▶

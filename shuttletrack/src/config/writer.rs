//! INI serialization logic for converting `ConfigFile` → INI string.
//!
//! This module contains the `to_config_string()` function that produces
//! the commented INI representation written to `config.ini`.

use std::path::Path;

use super::settings::ConfigFile;

/// Convert a `ConfigFile` to a commented INI string for saving.
pub(super) fn to_config_string(config: &ConfigFile) -> String {
    let p = &config.producer;
    let b = &config.background;
    let c = &config.consumer;
    let k = &config.cleanup;
    let l = &config.logging;

    format!(
        r#"[producer]
; How continuous updates are delivered while sharing:
;   background - the OS delivers fixes to the background task (survives restarts)
;   foreground - an in-process timer polls the location provider
mode = {}
; Sampling interval before any speed is known, in milliseconds (default: 5000)
; Once moving, the interval adapts: 3s above 10 m/s, 5s above 2 m/s, 10s otherwise
default_interval_ms = {}
; Per-tick position read timeout and maximum cached-fix age
read_timeout_ms = {}
read_max_age_ms = {}
; First read of a session
initial_read_timeout_ms = {}
initial_read_max_age_ms = {}
; Deadline for one store write attempt (default: 10000)
write_timeout_ms = {}
; Retries after a failed write, backing off from retry_base_ms (2s, 4s, 8s)
max_retries = {}
retry_base_ms = {}
; Background mode: interval and movement filter requested from the OS
continuous_interval_ms = {}
distance_filter_m = {}

[background]
; Consecutive failed invocations after which failures are logged as errors
consecutive_error_threshold = {}

[consumer]
; Buses not updated within this window are hidden and later deleted (default: 180)
stale_window_secs = {}
; Buses not updated within this window are drawn grey (default: 60)
fresh_window_secs = {}
; Subscription retries before the map shows a connection warning
max_retries = {}
retry_base_ms = {}
; Markers are clustered above this many active buses (default: 20)
cluster_activation_count = {}
; Clustering radius in degrees (default: 0.01)
cluster_threshold_deg = {}

[cleanup]
; Period of the expired-record sweep, in seconds (default: 60)
interval_secs = {}
; Random delay added to each period, drawn from [0, jitter_ms)
jitter_ms = {}

[logging]
; Log directory (default: logs) and file name (default: shuttletrack.log)
directory = {}
file = {}
"#,
        p.mode,
        p.default_interval_ms,
        p.read_timeout_ms,
        p.read_max_age_ms,
        p.initial_read_timeout_ms,
        p.initial_read_max_age_ms,
        p.write_timeout_ms,
        p.max_retries,
        p.retry_base_ms,
        p.continuous_interval_ms,
        p.distance_filter_m,
        b.consecutive_error_threshold,
        c.stale_window_secs,
        c.fresh_window_secs,
        c.max_retries,
        c.retry_base_ms,
        c.cluster_activation_count,
        c.cluster_threshold_deg,
        k.interval_secs,
        k.jitter_ms,
        path_to_string(&l.directory),
        l.file,
    )
}

fn path_to_string(path: &Path) -> String {
    path.to_string_lossy().into_owned()
}
//! Retry policy for transient store failures.
//!
//! Producer writes, background-task writes and the map subscription all back
//! off exponentially from a 2 second base: 2s, 4s, 8s.
//!
//! # Example
//!
//! ```ignore
//! use shuttletrack::retry::RetryPolicy;
//!
//! // Initial attempt plus three retries
//! let policy = RetryPolicy::exponential(3);
//! assert_eq!(policy.max_attempts(), 4);
//! ```

use std::time::Duration;

/// Default number of retries after the initial attempt.
pub const DEFAULT_MAX_RETRIES: u32 = 3;

/// Default delay before the first retry (2 seconds).
pub const DEFAULT_RETRY_BASE_MS: u64 = 2000;

/// Default maximum delay between retries (30 seconds).
pub const DEFAULT_MAX_DELAY_SECS: u64 = 30;

/// Default multiplier for exponential backoff.
pub const DEFAULT_BACKOFF_MULTIPLIER: f64 = 2.0;

/// How an operation handles transient failures.
#[derive(Clone, Debug, PartialEq)]
pub enum RetryPolicy {
    /// No retries - fail immediately on error.
    None,

    /// Exponential backoff.
    ///
    /// The delay doubles after each failed retry, up to `max_delay`.
    ExponentialBackoff {
        /// Retries allowed after the initial attempt.
        max_retries: u32,
        /// Delay before the first retry.
        initial_delay: Duration,
        /// Maximum delay cap.
        max_delay: Duration,
        /// Multiplier applied after each failure (typically 2.0).
        multiplier: f64,
    },
}

impl Default for RetryPolicy {
    fn default() -> Self {
        Self::exponential(DEFAULT_MAX_RETRIES)
    }
}

impl RetryPolicy {
    /// Exponential backoff from the 2 second default base.
    pub fn exponential(max_retries: u32) -> Self {
        Self::with_base(max_retries, Duration::from_millis(DEFAULT_RETRY_BASE_MS))
    }

    /// Exponential backoff from a custom base delay.
    pub fn with_base(max_retries: u32, initial_delay: Duration) -> Self {
        Self::ExponentialBackoff {
            max_retries,
            initial_delay,
            max_delay: Duration::from_secs(DEFAULT_MAX_DELAY_SECS),
            multiplier: DEFAULT_BACKOFF_MULTIPLIER,
        }
    }

    /// Delay to wait before retry number `retry` (1-based).
    ///
    /// Returns `None` once the retry budget is spent.
    pub fn delay_for_retry(&self, retry: u32) -> Option<Duration> {
        match self {
            Self::None => None,
            Self::ExponentialBackoff {
                max_retries,
                initial_delay,
                max_delay,
                multiplier,
            } => {
                if retry == 0 || retry > *max_retries {
                    return None;
                }
                let factor = multiplier.powi((retry - 1) as i32);
                let delay_ms = initial_delay.as_millis() as f64 * factor;
                let capped = delay_ms.min(max_delay.as_millis() as f64) as u64;
                Some(Duration::from_millis(capped))
            }
        }
    }

    /// Retries allowed after the initial attempt.
    pub fn max_retries(&self) -> u32 {
        match self {
            Self::None => 0,
            Self::ExponentialBackoff { max_retries, .. } => *max_retries,
        }
    }

    /// Total attempts including the initial one.
    pub fn max_attempts(&self) -> u32 {
        self.max_retries() + 1
    }
}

◀

About this task
Every record above is to be transcribed exactly.

Written response
filename shuttletrack/src/config/writer.rs
//! INI serialization logic for converting `ConfigFile` → INI string.
//!
//! This module contains the `to_config_string()` function that produces
//! the commented INI representation written to `config.ini`.

use std::path::Path;

use super::settings::ConfigFile;

/// Convert a `ConfigFile` to a commented INI string for saving.
pub(super) fn to_config_string(config: &ConfigFile) -> String {
    let p = &config.producer;
    let b = &config.background;
    let c = &config.consumer;
    let k = &config.cleanup;
    let l = &config.logging;

    format!(
        r#"[producer]
; How continuous updates are delivered while sharing:
;   background - the OS delivers fixes to the background task (survives restarts)
;   foreground - an in-process timer polls the location provider
mode = {}
; Sampling interval before any speed is known, in milliseconds (default: 5000)
; Once moving, the interval adapts: 3s above 10 m/s, 5s above 2 m/s, 10s otherwise
default_interval_ms = {}
; Per-tick position read timeout and maximum cached-fix age
read_timeout_ms = {}
read_max_age_ms = {}
; First read of a session
initial_read_timeout_ms = {}
initial_read_max_age_ms = {}
; Deadline for one store write attempt (default: 10000)
write_timeout_ms = {}
; Retries after a failed write, backing off from retry_base_ms (2s, 4s, 8s)
max_retries = {}
retry_base_ms = {}
; Background mode: interval and movement filter requested from the OS
continuous_interval_ms = {}
distance_filter_m = {}

[background]
; Consecutive failed invocations after which failures are logged as errors
consecutive_error_threshold = {}

[consumer]
; Buses not updated within this window are hidden and later deleted (default: 180)
stale_window_secs = {}
; Buses not updated within this window are drawn grey (default: 60)
fresh_window_secs = {}
; Subscription retries before the map shows a connection warning
max_retries = {}
retry_base_ms = {}
; Markers are clustered above this many active buses (default: 20)
cluster_activation_count = {}
; Clustering radius in degrees (default: 0.01)
cluster_threshold_deg = {}

[cleanup]
; Period of the expired-record sweep, in seconds (default: 60)
interval_secs = {}
; Random delay added to each period, drawn from [0, jitter_ms)
jitter_ms = {}

[logging]
; Log directory (default: logs) and file name (default: shuttletrack.log)
directory = {}
file = {}
"#,
        p.mode,
        p.default_interval_ms,
        p.read_timeout_ms,
        p.read_max_age_ms,
        p.initial_read_timeout_ms,
        p.initial_read_max_age_ms,
        p.write_timeout_ms,
        p.max_retries,
        p.retry_base_ms,
        p.continuous_interval_ms,
        p.distance_filter_m,
        b.consecutive_error_threshold,
        c.stale_window_secs,
        c.fresh_window_secs,
        c.max_retries,
        c.retry_base_ms,
        c.cluster_activation_count,
        c.cluster_threshold_deg,
        k.interval_secs,
        k.jitter_ms,
        path_to_string(&l.directory),
        l.file,
    )
}

fn path_to_string(path: &Path) -> String {
    path.to_string_lossy().into_owned()
}
//! Retry policy for transient store failures.
//!
//! Producer writes, background-task writes and the map subscription all back
//! off exponentially from a 2 second base: 2s, 4s, 8s.
//!
//! # Example
//!
//! ```ignore
//! use shuttletrack::retry::RetryPolicy;
//!
//! // Initial attempt plus three retries
//! let policy = RetryPolicy::exponential(3);
//! assert_eq!(policy.max_attempts(), 4);
//! ```

use std::time::Duration;

/// Default number of retries after the initial attempt.
pub const DEFAULT_MAX_RETRIES: u32 = 3;

/// Default delay before the first retry (2 seconds).
pub const DEFAULT_RETRY_BASE_MS: u64 = 2000;

/// Default maximum delay between retries (30 seconds).
pub const DEFAULT_MAX_DELAY_SECS: u64 = 30;

/// Default multiplier for exponential backoff.
pub const DEFAULT_BACKOFF_MULTIPLIER: f64 = 2.0;

/// How an operation handles transient failures.
#[derive(Clone, Debug, PartialEq)]
pub enum RetryPolicy {
    /// No retries - fail immediately on error.
    None,

    /// Exponential backoff.
    ///
    /// The delay doubles after each failed retry, up to `max_delay`.
    ExponentialBackoff {
        /// Retries allowed after the initial attempt.
        max_retries: u32,
        /// Delay before the first retry.
        initial_delay: Duration,
        /// Maximum delay cap.
        max_delay: Duration,
        /// Multiplier applied after each failure (typically 2.0).
        multiplier: f64,
    },
}

impl Default for RetryPolicy {
    fn default() -> Self {
        Self::exponential(DEFAULT_MAX_RETRIES)
    }
}

impl RetryPolicy {
    /// Exponential backoff from the 2 second default base.
    pub fn exponential(max_retries: u32) -> Self {
        Self::with_base(max_retries, Duration::from_millis(DEFAULT_RETRY_BASE_MS))
    }

    /// Exponential backoff from a custom base delay.
    pub fn with_base(max_retries: u32, initial_delay: Duration) -> Self {
        Self::ExponentialBackoff {
            max_retries,
            initial_delay,
            max_delay: Duration::from_secs(DEFAULT_MAX_DELAY_SECS),
            multiplier: DEFAULT_BACKOFF_MULTIPLIER,
        }
    }

    /// Delay to wait before retry number `retry` (1-based).
    ///
    /// Returns `None` once the retry budget is spent.
    pub fn delay_for_retry(&self, retry: u32) -> Option<Duration> {
        match self {
            Self::None => None,
            Self::ExponentialBackoff {
                max_retries,
                initial_delay,
                max_delay,
                multiplier,
            } => {
                if retry == 0 || retry > *max_retries {
                    return None;
                }
                let factor = multiplier.powi((retry - 1) as i32);
                let delay_ms = initial_delay.as_millis() as f64 * factor;
                let capped = delay_ms.min(max_delay.as_millis() as f64) as u64;
                Some(Duration::from_millis(capped))
            }
        }
    }

    /// Retries allowed after the initial attempt.
    pub fn max_retries(&self) -> u32 {
        match self {
            Self::None => 0,
            Self::ExponentialBackoff { max_retries, .. } => *max_retries,
        }
    }

    /// Total attempts including the initial one.
    pub fn max_attempts(&self) -> u32 {
        self.max_retries() + 1
    }
}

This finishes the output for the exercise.